*** Dataset records Section Begins ***

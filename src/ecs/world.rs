//! The world aggregate: one registry plus every component store.
//!
//! A `World` is an ordinary value owned by whoever runs the simulation, so
//! several independent simulations can live in one process.

use super::entity::{Entity, EntityRegistry};
use super::store::{DebugForceStore, EdgeStore, FlagStore, VectorStore, ensure_finite};
use crate::error::{Error, Result};

/// Default upper bound on entity ids per world.
pub const DEFAULT_CAPACITY: usize = 100_000;

/// Entity registry and component stores for one simulation.
///
/// Store fields are public: the physics step, the interaction layer and the
/// renderer all index into them directly.
#[derive(Debug)]
pub struct World {
    pub entities: EntityRegistry,
    pub position: VectorStore,
    pub velocity: VectorStore,
    pub edge: EdgeStore,
    pub fixed: FlagStore,
    pub debug_repulsion: DebugForceStore,
    pub debug_spring: DebugForceStore,
    pub debug_gravity: DebugForceStore,
    capacity: usize,
}

impl World {
    /// Create a world sized for `DEFAULT_CAPACITY` entities.
    pub fn new() -> Self {
        Self::with_capacity(DEFAULT_CAPACITY)
    }

    /// Create a world whose stores hold entity ids `0..capacity`.
    pub fn with_capacity(capacity: usize) -> Self {
        Self {
            entities: EntityRegistry::with_capacity(capacity),
            position: VectorStore::with_capacity(capacity),
            velocity: VectorStore::with_capacity(capacity),
            edge: EdgeStore::with_capacity(capacity),
            fixed: FlagStore::with_capacity(capacity),
            debug_repulsion: DebugForceStore::with_capacity(capacity),
            debug_spring: DebugForceStore::with_capacity(capacity),
            debug_gravity: DebugForceStore::with_capacity(capacity),
            capacity,
        }
    }

    pub fn capacity(&self) -> usize {
        self.capacity
    }

    // =========================================================================
    // Entity Lifecycle
    // =========================================================================

    /// Issue a new entity id.
    ///
    /// Fails once the next id would not fit the stores.
    pub fn spawn(&mut self) -> Result<Entity> {
        let next = self.entities.next_id();
        if next.index() >= self.capacity {
            tracing::warn!(%next, capacity = self.capacity, "entity capacity exhausted");
            return Err(Error::CapacityExceeded {
                entity: next,
                capacity: self.capacity,
            });
        }
        Ok(self.entities.create())
    }

    /// Spawn a node entity with Position and a zero Velocity.
    pub fn spawn_node(&mut self, x: f32, y: f32) -> Result<Entity> {
        ensure_finite(self.entities.next_id(), x, y)?;
        let entity = self.spawn()?;
        self.position.add(entity, x, y)?;
        self.velocity.add(entity, 0.0, 0.0)?;
        Ok(entity)
    }

    /// Spawn an edge entity connecting `source` to `target`.
    pub fn spawn_edge(&mut self, source: Entity, target: Entity) -> Result<Entity> {
        let entity = self.spawn()?;
        self.edge.add(entity, source, target)?;
        Ok(entity)
    }

    /// Mark an entity as no longer live.
    ///
    /// Component data is left in place; remove components explicitly.
    pub fn despawn(&mut self, entity: Entity) -> bool {
        self.entities.destroy(entity)
    }

    /// Destroy an entity and drop every component it carries.
    pub fn despawn_with_components(&mut self, entity: Entity) -> bool {
        self.position.remove(entity);
        self.velocity.remove(entity);
        self.edge.remove(entity);
        self.fixed.remove(entity);
        self.debug_repulsion.remove(entity);
        self.debug_spring.remove(entity);
        self.debug_gravity.remove(entity);
        self.entities.destroy(entity)
    }

    // =========================================================================
    // Interaction Support
    // =========================================================================

    /// Exclude an entity from force application and integration.
    pub fn pin(&mut self, entity: Entity) -> Result<()> {
        self.ensure_live(entity)?;
        self.fixed.add(entity)
    }

    /// Return a pinned entity to the simulation.
    pub fn unpin(&mut self, entity: Entity) -> bool {
        self.fixed.remove(entity)
    }

    pub fn is_pinned(&self, entity: Entity) -> bool {
        self.fixed.has(entity)
    }

    /// Overwrite an entity's Position (e.g. while it is dragged).
    ///
    /// NaN or infinite coordinates are refused and leave the store untouched.
    pub fn set_position(&mut self, entity: Entity, x: f32, y: f32) -> Result<()> {
        self.ensure_live(entity)?;
        ensure_finite(entity, x, y)?;
        if self.position.has(entity) {
            self.position.set(entity, x, y);
            Ok(())
        } else {
            self.position.add(entity, x, y)
        }
    }

    /// Overwrite an entity's Velocity. Non-finite values are refused.
    pub fn set_velocity(&mut self, entity: Entity, x: f32, y: f32) -> Result<()> {
        self.ensure_live(entity)?;
        ensure_finite(entity, x, y)?;
        if self.velocity.has(entity) {
            self.velocity.set(entity, x, y);
            Ok(())
        } else {
            self.velocity.add(entity, x, y)
        }
    }

    // =========================================================================
    // Queries
    // =========================================================================

    /// Live entities carrying a Position, in creation order.
    pub fn positioned(&self) -> impl Iterator<Item = Entity> + '_ {
        self.entities.live().filter(|&e| self.position.has(e))
    }

    /// Live entities carrying an Edge, in creation order.
    pub fn edges(&self) -> impl Iterator<Item = (Entity, Entity, Entity)> + '_ {
        self.entities
            .live()
            .filter_map(|e| self.edge.endpoints(e).map(|(s, t)| (e, s, t)))
    }

    /// Bounding box of all live positioned entities.
    ///
    /// Returns (min_x, min_y, max_x, max_y), or None if nothing is positioned.
    pub fn bounds(&self) -> Option<(f32, f32, f32, f32)> {
        let xs = self.position.xs();
        let ys = self.position.ys();
        self.positioned().fold(None, |acc, e| {
            let (x, y) = (xs[e.index()], ys[e.index()]);
            Some(match acc {
                None => (x, y, x, y),
                Some((min_x, min_y, max_x, max_y)) => {
                    (min_x.min(x), min_y.min(y), max_x.max(x), max_y.max(y))
                }
            })
        })
    }

    fn ensure_live(&self, entity: Entity) -> Result<()> {
        if self.entities.is_live(entity) {
            Ok(())
        } else {
            Err(Error::UnknownEntity(entity))
        }
    }
}

impl Default for World {
    fn default() -> Self {
        Self::new()
    }
}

*** Dataset records Section Ends ***

Instructions for the task
What is wanted is every line above, written out exactly.

Task result
filename src/ecs/world.rs
//! The world aggregate: one registry plus every component store.
//!
//! A `World` is an ordinary value owned by whoever runs the simulation, so
//! several independent simulations can live in one process.

use super::entity::{Entity, EntityRegistry};
use super::store::{DebugForceStore, EdgeStore, FlagStore, VectorStore, ensure_finite};
use crate::error::{Error, Result};

/// Default upper bound on entity ids per world.
pub const DEFAULT_CAPACITY: usize = 100_000;

/// Entity registry and component stores for one simulation.
///
/// Store fields are public: the physics step, the interaction layer and the
/// renderer all index into them directly.
#[derive(Debug)]
pub struct World {
    pub entities: EntityRegistry,
    pub position: VectorStore,
    pub velocity: VectorStore,
    pub edge: EdgeStore,
    pub fixed: FlagStore,
    pub debug_repulsion: DebugForceStore,
    pub debug_spring: DebugForceStore,
    pub debug_gravity: DebugForceStore,
    capacity: usize,
}

impl World {
    /// Create a world sized for `DEFAULT_CAPACITY` entities.
    pub fn new() -> Self {
        Self::with_capacity(DEFAULT_CAPACITY)
    }

    /// Create a world whose stores hold entity ids `0..capacity`.
    pub fn with_capacity(capacity: usize) -> Self {
        Self {
            entities: EntityRegistry::with_capacity(capacity),
            position: VectorStore::with_capacity(capacity),
            velocity: VectorStore::with_capacity(capacity),
            edge: EdgeStore::with_capacity(capacity),
            fixed: FlagStore::with_capacity(capacity),
            debug_repulsion: DebugForceStore::with_capacity(capacity),
            debug_spring: DebugForceStore::with_capacity(capacity),
            debug_gravity: DebugForceStore::with_capacity(capacity),
            capacity,
        }
    }

    pub fn capacity(&self) -> usize {
        self.capacity
    }

    // =========================================================================
    // Entity Lifecycle
    // =========================================================================

    /// Issue a new entity id.
    ///
    /// Fails once the next id would not fit the stores.
    pub fn spawn(&mut self) -> Result<Entity> {
        let next = self.entities.next_id();
        if next.index() >= self.capacity {
            tracing::warn!(%next, capacity = self.capacity, "entity capacity exhausted");
            return Err(Error::CapacityExceeded {
                entity: next,
                capacity: self.capacity,
            });
        }
        Ok(self.entities.create())
    }

    /// Spawn a node entity with Position and a zero Velocity.
    pub fn spawn_node(&mut self, x: f32, y: f32) -> Result<Entity> {
        ensure_finite(self.entities.next_id(), x, y)?;
        let entity = self.spawn()?;
        self.position.add(entity, x, y)?;
        self.velocity.add(entity, 0.0, 0.0)?;
        Ok(entity)
    }

    /// Spawn an edge entity connecting `source` to `target`.
    pub fn spawn_edge(&mut self, source: Entity, target: Entity) -> Result<Entity> {
        let entity = self.spawn()?;
        self.edge.add(entity, source, target)?;
        Ok(entity)
    }

    /// Mark an entity as no longer live.
    ///
    /// Component data is left in place; remove components explicitly.
    pub fn despawn(&mut self, entity: Entity) -> bool {
        self.entities.destroy(entity)
    }

    /// Destroy an entity and drop every component it carries.
    pub fn despawn_with_components(&mut self, entity: Entity) -> bool {
        self.position.remove(entity);
        self.velocity.remove(entity);
        self.edge.remove(entity);
        self.fixed.remove(entity);
        self.debug_repulsion.remove(entity);
        self.debug_spring.remove(entity);
        self.debug_gravity.remove(entity);
        self.entities.destroy(entity)
    }

    // =========================================================================
    // Interaction Support
    // =========================================================================

    /// Exclude an entity from force application and integration.
    pub fn pin(&mut self, entity: Entity) -> Result<()> {
        self.ensure_live(entity)?;
        self.fixed.add(entity)
    }

    /// Return a pinned entity to the simulation.
    pub fn unpin(&mut self, entity: Entity) -> bool {
        self.fixed.remove(entity)
    }

    pub fn is_pinned(&self, entity: Entity) -> bool {
        self.fixed.has(entity)
    }

    /// Overwrite an entity's Position (e.g. while it is dragged).
    ///
    /// NaN or infinite coordinates are refused and leave the store untouched.
    pub fn set_position(&mut self, entity: Entity, x: f32, y: f32) -> Result<()> {
        self.ensure_live(entity)?;
        ensure_finite(entity, x, y)?;
        if self.position.has(entity) {
            self.position.set(entity, x, y);
            Ok(())
        } else {
            self.position.add(entity, x, y)
        }
    }

    /// Overwrite an entity's Velocity. Non-finite values are refused.
    pub fn set_velocity(&mut self, entity: Entity, x: f32, y: f32) -> Result<()> {
        self.ensure_live(entity)?;
        ensure_finite(entity, x, y)?;
        if self.velocity.has(entity) {
            self.velocity.set(entity, x, y);
            Ok(())
        } else {
            self.velocity.add(entity, x, y)
        }
    }

    // =========================================================================
    // Queries
    // =========================================================================

    /// Live entities carrying a Position, in creation order.
    pub fn positioned(&self) -> impl Iterator<Item = Entity> + '_ {
        self.entities.live().filter(|&e| self.position.has(e))
    }

    /// Live entities carrying an Edge, in creation order.
    pub fn edges(&self) -> impl Iterator<Item = (Entity, Entity, Entity)> + '_ {
        self.entities
            .live()
            .filter_map(|e| self.edge.endpoints(e).map(|(s, t)| (e, s, t)))
    }

    /// Bounding box of all live positioned entities.
    ///
    /// Returns (min_x, min_y, max_x, max_y), or None if nothing is positioned.
    pub fn bounds(&self) -> Option<(f32, f32, f32, f32)> {
        let xs = self.position.xs();
        let ys = self.position.ys();
        self.positioned().fold(None, |acc, e| {
            let (x, y) = (xs[e.index()], ys[e.index()]);
            Some(match acc {
                None => (x, y, x, y),
                Some((min_x, min_y, max_x, max_y)) => {
                    (min_x.min(x), min_y.min(y), max_x.max(x), max_y.max(y))
                }
            })
        })
    }

    fn ensure_live(&self, entity: Entity) -> Result<()> {
        if self.entities.is_live(entity) {
            Ok(())
        } else {
            Err(Error::UnknownEntity(entity))
        }
    }
}

impl Default for World {
    fn default() -> Self {
        Self::new()
    }
}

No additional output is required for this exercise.